**Instructions for the task**
Return each line of the entries that holds the string "broadcast".

Collected data entries:
+===+

//! opticode infrastructure layer.
//!
//! Concrete substrates and clients behind the core traits: the in-memory
//! and durable file key-value stores, the dual-store session persistence,
//! the single-slot hydration handoff and the HTTP gateway client.

pub mod handoff_slot;
pub mod http_gateway;
pub mod json_file_store;
pub mod kv_session_store;
pub mod memory_store;
pub mod paths;

pub use crate::handoff_slot::HandoffSlot;
pub use crate::http_gateway::HttpSessionGateway;
pub use crate::json_file_store::JsonFileStore;
pub use crate::kv_session_store::KvSessionStore;
pub use crate::memory_store::MemoryStore;
pub use crate::paths::OpticodePaths;
//! Dual-store session persistence trait.
//!
//! Defines the interface for the two overlapping session collections:
//! the chronological **history** feed and the curated **library**.

use super::model::SessionRecord;
use crate::error::Result;
use crate::storage::StoreChange;
use crate::user::UserProfile;
use async_trait::async_trait;
use tokio::sync::broadcast;

/// An abstract store maintaining the history and library collections.
///
/// The two collections are independent until a delete, which applies to
/// both; an id present in both refers to the same logical session and must
/// converge on the same `name` after any rename.
///
/// # Implementation Notes
///
/// Implementations own identity assignment (a collision-resistant token on
/// first save), must treat a corrupt or unreadable collection as empty on
/// read, and must surface a failed write as a recoverable error without
/// losing the caller's in-memory record.
#[async_trait]
pub trait SessionStore: Send + Sync {
    /// Saves a record to the history feed.
    ///
    /// Assigns `id`, a default `name` and `saved_at` when missing, prepends
    /// the record (newest first) and persists. History is an append log:
    /// duplicate ids are not deduplicated on write; the latest write for an
    /// id logically supersedes earlier ones.
    ///
    /// Returns the finalized record. On a failed write the caller's record
    /// is untouched and the operation may be retried.
    async fn save_to_history(&self, record: &SessionRecord) -> Result<SessionRecord>;

    /// Saves a record to the library.
    ///
    /// Idempotent per id: when the library already holds a record with the
    /// same id this is a no-op returning the stored record, not a duplicate
    /// insert.
    ///
    /// Returns the finalized record. On a failed write the caller's record
    /// is untouched and the operation may be retried.
    async fn save_to_library(&self, record: &SessionRecord) -> Result<SessionRecord>;

    /// Renames the session `id` in *both* collections.
    ///
    /// Collections without a matching record are left unchanged. Renaming an
    /// unknown id is a benign no-op (logged, never an error).
    async fn rename(&self, id: &str, new_name: &str) -> Result<()>;

    /// Looks up `id` over the union of history and library.
    ///
    /// The union is deduplicated by id; when both collections hold divergent
    /// copies, the history copy wins (history is the append-of-record).
    async fn get_by_id(&self, id: &str) -> Result<Option<SessionRecord>>;

    /// Removes every record with `id` from both collections.
    ///
    /// Idempotent: deleting an absent id is a no-op.
    async fn delete(&self, id: &str) -> Result<()>;

    /// The full history feed, newest first. Empty when nothing is stored.
    async fn list_history(&self) -> Result<Vec<SessionRecord>>;

    /// The full library, newest first. Empty when nothing is stored.
    async fn list_library(&self) -> Result<Vec<SessionRecord>>;

    /// The signed-in user marker, if any.
    async fn current_user(&self) -> Result<Option<UserProfile>>;

    /// Sets the signed-in user marker.
    async fn set_current_user(&self, profile: &UserProfile) -> Result<()>;

    /// Clears the signed-in user marker (logout).
    async fn clear_current_user(&self) -> Result<()>;

    /// Substrate change subscription, for refreshing after cross-tab
    /// mutations (e.g. a logout or history edit in another tab).
    fn watch(&self) -> broadcast::Receiver<StoreChange>;
}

+===+

**Exercise response**
use tokio::sync::broadcast;
    fn watch(&self) -> broadcast::Receiver<StoreChange>;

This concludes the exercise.